Istanbul (taz) – Die Kurdische Arbeiterpartei PKK ist offenbar fest entschlossen, den bewaffneten Kampf innerhalb der Türkei tatsächlich zu beenden. Um alle Zweifel daran zu beseitigen, hat sich gestern nach dem PKK-Präsidium der bewaffnete Flügel der Partei, die ARGK, noch einmal gsondert gemeldet, und ihre Entschlossenheit zum Rückzug bekräftigt.

Der Wunsch von PKK-Chef Abdullah Öcalan, der am vergangenen Dienstag seine Partei aufgefordert hatte, den bewaffneten Kampf bis zum 1. September zu beenden und alle Einheiten aus der Türkei zurückzuziehen, sei für die ARGK ein Befehl. Man werde zwar noch vom Recht auf Verteidigung Gebrauch machen, aber sich aus der Türkei zurückziehen. Damit hat der Kommandant der ARGK, Cemil Bayik, der nach der Gefangennahme Öcalans als der einflussreichste PKK-Führer gilt, klargemacht, dass er sich weiterhin an die Weisungen Apos halten wird.

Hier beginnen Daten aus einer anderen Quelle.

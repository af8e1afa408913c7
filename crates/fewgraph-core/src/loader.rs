//! Episode loaders: sampling plus batch assembly, sequential or on a rayon pool.
//!
//! An [`EpisodeLoader`] owns one [`FewShotEpisodeSampler`] over one split
//! and turns each episode into two independent batches, one for the support
//! ids and one for the query ids. The batches are assembled separately so
//! support nodes never see query nodes beyond what the raw graph connects.
//!
//! # Parallel epochs
//!
//! Episode `i` of a sampler is a pure function of `(seed, i)`, so
//! [`EpisodeLoader::next_epoch`] hands index ranges to rayon tasks, each
//! owning a sampler clone. Results are collected in index order and equal
//! what sequential [`EpisodeLoader::next_batch`] calls would produce.
//!
//! ```text
//! worker 0: clone -> episode_at(0), episode_at(1), ...
//! worker 1: clone -> episode_at(k), ...
//! collect  -> [batch 0, batch 1, ..., batch len-1]
//! ```

use crate::algo::episode::{Episode, FewShotEpisodeSampler, SamplerConfig, ShufflePolicy};
use crate::batch::{Batch, BatchAssembler};
use crate::config::{BatchStrategy, LoaderConfig};
use crate::{ClassId, Error, GraphDataset, Result, Split};
use rayon::prelude::*;
use std::sync::Arc;

/// Options of one loader.
#[derive(Debug, Clone, Copy)]
pub struct LoaderOptions {
    /// Hops extracted around every episode node.
    pub hop_size: usize,
    /// Rayon threads used by [`EpisodeLoader::next_epoch`]; `0` runs inline.
    pub num_workers: usize,
    /// How support and query batches are handed to the model.
    pub strategy: BatchStrategy,
    /// Episode sampling.
    pub sampler: SamplerConfig,
}

impl LoaderOptions {
    /// Episodic loader with `k_shot` support per class, 2 hops, no workers.
    pub fn new(k_shot: usize) -> Self {
        Self {
            hop_size: 2,
            num_workers: 0,
            strategy: BatchStrategy::Episodic,
            sampler: SamplerConfig::new(k_shot),
        }
    }

    /// Set the hop size.
    pub fn with_hop_size(mut self, hop_size: usize) -> Self {
        self.hop_size = hop_size;
        self
    }

    /// Set the worker count.
    pub fn with_num_workers(mut self, num_workers: usize) -> Self {
        self.num_workers = num_workers;
        self
    }

    /// Set the batch strategy.
    pub fn with_strategy(mut self, strategy: BatchStrategy) -> Self {
        self.strategy = strategy;
        self
    }

    /// Replace the sampler configuration.
    pub fn with_sampler(mut self, sampler: SamplerConfig) -> Self {
        self.sampler = sampler;
        self
    }
}

/// Support and query batches of one episode.
///
/// Targets are aligned with each batch's classify-mask order.
#[derive(Debug, Clone, PartialEq)]
pub struct EpisodeBatch {
    /// Episode index within the sampler sequence.
    pub index: usize,
    /// Merged support neighborhoods.
    pub support: Batch,
    /// Merged query neighborhoods.
    pub query: Batch,
}

impl EpisodeBatch {
    /// Classes of the support targets.
    pub fn support_targets(&self) -> &[ClassId] {
        &self.support.targets
    }

    /// Classes of the query targets.
    pub fn query_targets(&self) -> &[ClassId] {
        &self.query.targets
    }

    /// `(support, query, support_targets, query_targets)`.
    pub fn into_parts(self) -> (Batch, Batch, Vec<ClassId>, Vec<ClassId>) {
        let support_targets = self.support.targets.clone();
        let query_targets = self.query.targets.clone();
        (self.support, self.query, support_targets, query_targets)
    }

    /// Shape the batch for a model family.
    pub fn collate(self, strategy: BatchStrategy) -> Result<Collated> {
        match strategy {
            BatchStrategy::Episodic => Ok(Collated::Episodic(self)),
            BatchStrategy::Flat => {
                let num_support = self.support.num_graphs();
                let batch = Batch::concat(&[self.support, self.query])?;
                Ok(Collated::Flat { batch, num_support })
            }
        }
    }
}

/// Loader output after collation.
#[derive(Debug, Clone, PartialEq)]
pub enum Collated {
    /// Support and query kept apart (prototype and meta-learning models).
    Episodic(EpisodeBatch),
    /// One graph holding support then query (plain GAT baseline).
    Flat {
        /// Concatenated batch.
        batch: Batch,
        /// Leading targets that came from the support set.
        num_support: usize,
    },
}

impl Collated {
    /// All targets in classify-mask order, support first.
    pub fn targets(&self) -> Vec<ClassId> {
        match self {
            Collated::Episodic(eb) => eb
                .support_targets()
                .iter()
                .chain(eb.query_targets())
                .copied()
                .collect(),
            Collated::Flat { batch, .. } => batch.targets.clone(),
        }
    }

    /// Total rows handed to the model.
    pub fn num_nodes(&self) -> usize {
        match self {
            Collated::Episodic(eb) => eb.support.num_nodes() + eb.query.num_nodes(),
            Collated::Flat { batch, .. } => batch.num_nodes(),
        }
    }
}

/// Episodes of one split turned into batches.
pub struct EpisodeLoader {
    dataset: Arc<GraphDataset>,
    sampler: FewShotEpisodeSampler,
    options: LoaderOptions,
    pool: Option<rayon::ThreadPool>,
}

impl std::fmt::Debug for EpisodeLoader {
    fn fmt(&self, f: &mut std::fmt::Formatter<'_>) -> std::fmt::Result {
        f.debug_struct("EpisodeLoader")
            .field("split", &self.sampler.split())
            .field("len", &self.len())
            .field("options", &self.options)
            .finish()
    }
}

impl EpisodeLoader {
    /// Build the sampler for `split` and, when `num_workers > 0`, a thread pool.
    ///
    /// # Errors
    /// Sampler construction errors (`InsufficientData`, `Configuration`) and
    /// `Configuration` if the thread pool cannot be built.
    pub fn new(dataset: Arc<GraphDataset>, split: Split, options: LoaderOptions) -> Result<Self> {
        let sampler = FewShotEpisodeSampler::new(&dataset, split, options.sampler)?;
        let pool = if options.num_workers > 0 {
            let pool = rayon::ThreadPoolBuilder::new()
                .num_threads(options.num_workers)
                .build()
                .map_err(|e| Error::Configuration(format!("cannot start worker pool: {e}")))?;
            Some(pool)
        } else {
            None
        };
        Ok(Self {
            dataset,
            sampler,
            options,
            pool,
        })
    }

    /// Episodes per epoch.
    pub fn len(&self) -> usize {
        self.sampler.num_batches()
    }

    /// True if an epoch holds no episodes.
    pub fn is_empty(&self) -> bool {
        self.len() == 0
    }

    /// Split this loader samples from.
    pub fn split(&self) -> Split {
        self.sampler.split()
    }

    /// Loader options.
    pub fn options(&self) -> &LoaderOptions {
        &self.options
    }

    /// Shared dataset.
    pub fn dataset(&self) -> &Arc<GraphDataset> {
        &self.dataset
    }

    /// Underlying sampler.
    pub fn sampler(&self) -> &FewShotEpisodeSampler {
        &self.sampler
    }

    /// Episode `index` without moving this loader.
    pub fn get(&self, index: usize) -> Result<EpisodeBatch> {
        let mut sampler = self.sampler.clone();
        let episode = sampler.episode_at(index);
        self.assemble(&episode)
    }

    /// Next episode in sequence.
    pub fn next_batch(&mut self) -> Result<EpisodeBatch> {
        let episode = self.sampler.next_episode();
        self.assemble(&episode)
    }

    /// Next episode, collated with the loader's strategy.
    pub fn next_collated(&mut self) -> Result<Collated> {
        let strategy = self.options.strategy;
        self.next_batch()?.collate(strategy)
    }

    /// One epoch of episodes, pulled sequentially.
    ///
    /// The consumer may stop early; the loader stays positioned after the
    /// last episode produced.
    pub fn iter(&mut self) -> impl Iterator<Item = Result<EpisodeBatch>> + '_ {
        let n = self.len();
        (0..n).map(move |_| self.next_batch())
    }

    /// One epoch of episodes, assembled on the worker pool.
    ///
    /// Produces every index of the epoch exactly once, in index order.
    pub fn next_epoch(&mut self) -> Result<Vec<EpisodeBatch>> {
        let start = self.sampler.position();
        let end = start + self.len();

        let batches = if let Some(pool) = &self.pool {
            let this = &*self;
            pool.install(|| {
                (start..end)
                    .into_par_iter()
                    .map_init(
                        || this.sampler.clone(),
                        |sampler, index| this.assemble(&sampler.episode_at(index)),
                    )
                    .collect::<Result<Vec<_>>>()
            })?
        } else {
            let mut batches = Vec::with_capacity(end - start);
            for _ in start..end {
                batches.push(self.next_batch()?);
            }
            batches
        };
        self.sampler.seek(end);

        tracing::debug!(
            "{} loader: epoch of {} episodes ({}..{})",
            self.split(),
            batches.len(),
            start,
            end
        );
        Ok(batches)
    }

    /// Rewind to episode 0.
    pub fn reset(&mut self) {
        self.sampler.reset();
    }

    fn assemble(&self, episode: &Episode) -> Result<EpisodeBatch> {
        let assembler = BatchAssembler::new(&self.dataset);
        let support = assembler.assemble(&episode.support, self.options.hop_size)?;
        let query = assembler.assemble(&episode.query, self.options.hop_size)?;
        Ok(EpisodeBatch {
            index: episode.index,
            support,
            query,
        })
    }
}

/// Loaders for the three splits.
#[derive(Debug)]
pub struct Loaders {
    /// Training episodes, reshuffled every epoch.
    pub train: EpisodeLoader,
    /// Validation episodes, shuffled once.
    pub val: EpisodeLoader,
    /// Test episodes, shuffled once.
    pub test: EpisodeLoader,
    /// Feature dimension of the training corpus.
    pub num_features: usize,
    /// Class names of the training corpus.
    pub label_names: Vec<String>,
    /// Labeled-document share of each class in the training corpus.
    pub class_ratio: Vec<f64>,
}

/// Validate `config`, load the corpus once and build train/val/test loaders.
///
/// When `eval_data` names a different corpus, validation and test episodes
/// come from that corpus.
///
/// # Errors
/// `Configuration` for invalid settings, load errors from
/// [`GraphDataset::load`], and sampler errors for unusable splits.
pub fn build_loaders(config: &LoaderConfig) -> Result<Loaders> {
    config.validate()?;

    let train_data = Arc::new(GraphDataset::load(&config.dataset_config())?);
    check_vocab(config, &train_data);

    let eval_data = match config.eval_data {
        Some(name) if name != config.data_name => {
            let mut eval_config = config.dataset_config();
            eval_config.name = name;
            let eval = Arc::new(GraphDataset::load(&eval_config)?);
            if eval.num_features() != train_data.num_features() {
                return Err(Error::Configuration(format!(
                    "eval data '{}' has {} features, train data '{}' has {}",
                    name,
                    eval.num_features(),
                    config.data_name,
                    train_data.num_features()
                )));
            }
            eval
        }
        _ => Arc::clone(&train_data),
    };

    let options = LoaderOptions {
        hop_size: config.hop_size,
        num_workers: config.num_workers,
        strategy: config.model.batch_strategy(),
        sampler: SamplerConfig::new(config.k_shot).with_seed(config.seed),
    };
    let with_shuffle = |shuffle: ShufflePolicy| LoaderOptions {
        sampler: options.sampler.with_shuffle(shuffle),
        ..options
    };

    let train = EpisodeLoader::new(
        Arc::clone(&train_data),
        Split::Train,
        with_shuffle(ShufflePolicy::EveryEpoch),
    )?;
    let val = EpisodeLoader::new(
        Arc::clone(&eval_data),
        Split::Val,
        with_shuffle(ShufflePolicy::Once),
    )?;
    let test = EpisodeLoader::new(eval_data, Split::Test, with_shuffle(ShufflePolicy::Once))?;

    for loader in [&train, &val, &test] {
        tracing::info!(
            "{} batches in {} loader ({}-way {}-shot, {} hops, model {})",
            loader.len(),
            loader.split(),
            loader.sampler().n_way(),
            config.k_shot,
            config.hop_size,
            config.model
        );
    }

    Ok(Loaders {
        num_features: train_data.num_features(),
        label_names: train_data.label_names().to_vec(),
        class_ratio: train_data.class_ratio(),
        train,
        val,
        test,
    })
}

fn check_vocab(config: &LoaderConfig, dataset: &GraphDataset) {
    if config.vocab_size != 0 && config.vocab_size != dataset.num_features() {
        tracing::warn!(
            "vocab_size is {} but the {} artifacts hold {} features; using {}",
            config.vocab_size,
            config.data_name,
            dataset.num_features(),
            dataset.num_features()
        );
    }
}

Für Bayik wird es jetzt darum gehen, im Nordirak und eventuell auch im Iran Rückzugsplätze zu finden, die es der PKK erlauben, ihre Leute erst einmal noch zusammenzuhalten. Demgegenüber plant die türkische Regierung mit einem sogenannten Reuegesetz, einfachen PKK-Mitglieder Straffreiheit anzubieten, wenn sie von den Bergen herunter kommen und sich ergeben.

Darüber hinaus hat die Regierung auf die angekündigte Einstellung des bewaffneten Kampfes zunächst einmal sehr skeptisch reagiert. Offiziell wird es „mit Terroristen“ keine Gespräche und keinen Handel geben, betonten Ministerpräsident Ecevit und Staatspräsident Demirel. Inoffiziell aber vielleicht doch. Statt der Regierung in Ankara hat gestern das US-Außenministerium die PKK-Ankündigungen als positiven Schritt begrüßt und erklärt, die PKK solle ihren Worten nun auch Taten folgen lassen.

Was das für die USA bedeuten würde, hat derzeit Unterstaatssekretär Harold Koh, der im US-Außenministerium die Abteilung für Menschenrechtsfragen leitet, klargemacht. Nicht ganz zufällig weilt Koh seit einer Woche in der Türkei und hat mehrere Tage lang den kurdisch besiedelten Südosten des Landes besucht.

Koh berichtete, er habe mit rund 1.000 Leuten geredet und einen intensiven Eindruck von der Situation bekommen. Darunter waren auch Gesprächspartner, die in Ankara als PKK-Symphatisanten gelten, wie der gefangene Menschnerechtler Akin Birdal und die ebenfalls im Gefängnis festgehaltene ehemalige kurdische Abgeordnete Leyla Zana.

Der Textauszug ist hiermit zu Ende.